_EXERCISE DIRECTIONS_
Write down, unchanged, the entries from the first line through the line holding "pub fn key_for(tab_id: &str)". Include no other line.

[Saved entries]

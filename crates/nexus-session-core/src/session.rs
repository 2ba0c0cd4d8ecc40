use std::rc::Rc;

use chrono::{DateTime, Utc};
use serde::{Deserialize, Serialize};

use crate::profile::Principal;
use crate::storage::{KeyValueStorage, StorageError};

pub const SESSION_KEY_PREFIX: &str = "nexus.session.";

/// Snapshot of one tab's signed-in principal.
#[derive(Debug, Clone, PartialEq, Eq, Serialize, Deserialize)]
#[serde(rename_all = "camelCase")]
pub struct SessionRecord {
    pub tab_id: String,
    #[serde(default)]
    pub principal: Option<Principal>,
    pub last_active: DateTime<Utc>,
}

impl SessionRecord {
    /// A record for `principal` stamped with the current time.
    pub fn new(tab_id: &str, principal: Option<Principal>) -> Self {
        Self {
            tab_id: tab_id.to_string(),
            principal,
            last_active: Utc::now(),
        }
    }
}

/// Tab-local session snapshots, one key per tab id. Last write wins.
#[derive(Clone)]
pub struct SessionStore {
    storage: Rc<dyn KeyValueStorage>,
}

impl SessionStore {
    pub fn new(storage: Rc<dyn KeyValueStorage>) -> Self {
        Self { storage }
    }

    pub fn key_for(tab_id: &str) -> String {
        format!("{SESSION_KEY_PREFIX}{tab_id}")
    }

    pub fn write(
        &self,
        tab_id: &str,
        principal: Option<Principal>,
    ) -> Result<SessionRecord, StorageError> {
        let record = SessionRecord::new(tab_id, principal);
        let serialized = serde_json::to_string(&record).map_err(|error| StorageError::Encode {
            message: error.to_string(),
        })?;
        self.storage.set_item(&Self::key_for(tab_id), &serialized)?;
        Ok(record)
    }

    /// Reads the record for `tab_id`. A snapshot that no longer decodes is
    /// treated as absent.
    pub fn read(&self, tab_id: &str) -> Result<Option<SessionRecord>, StorageError> {
        let Some(raw) = self.storage.get_item(&Self::key_for(tab_id))? else {
            return Ok(None);
        };
        match serde_json::from_str::<SessionRecord>(&raw) {
            Ok(record) => Ok(Some(record)),
            Err(error) => {
                tracing::warn!(
                    target: "nexus.storage",
                    tab_id = %tab_id,
                    error = %error,
                    "discarding undecodable session snapshot",
                );
                Ok(None)
            }
        }
    }

    pub fn clear(&self, tab_id: &str) -> Result<(), StorageError> {
        self.storage.remove_item(&Self::key_for(tab_id))
    }
}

_REPLY TO THE EXERCISE_
filename crates/nexus-session-core/src/session.rs
repository 2ba0c0cd4d8ecc40
use std::rc::Rc;

use chrono::{DateTime, Utc};
use serde::{Deserialize, Serialize};

use crate::profile::Principal;
use crate::storage::{KeyValueStorage, StorageError};

pub const SESSION_KEY_PREFIX: &str = "nexus.session.";

/// Snapshot of one tab's signed-in principal.
#[derive(Debug, Clone, PartialEq, Eq, Serialize, Deserialize)]
#[serde(rename_all = "camelCase")]
pub struct SessionRecord {
    pub tab_id: String,
    #[serde(default)]
    pub principal: Option<Principal>,
    pub last_active: DateTime<Utc>,
}

impl SessionRecord {
    /// A record for `principal` stamped with the current time.
    pub fn new(tab_id: &str, principal: Option<Principal>) -> Self {
        Self {
            tab_id: tab_id.to_string(),
            principal,
            last_active: Utc::now(),
        }
    }
}

/// Tab-local session snapshots, one key per tab id. Last write wins.
#[derive(Clone)]
pub struct SessionStore {
    storage: Rc<dyn KeyValueStorage>,
}

impl SessionStore {
    pub fn new(storage: Rc<dyn KeyValueStorage>) -> Self {
        Self { storage }
    }

    pub fn key_for(tab_id: &str) -> String {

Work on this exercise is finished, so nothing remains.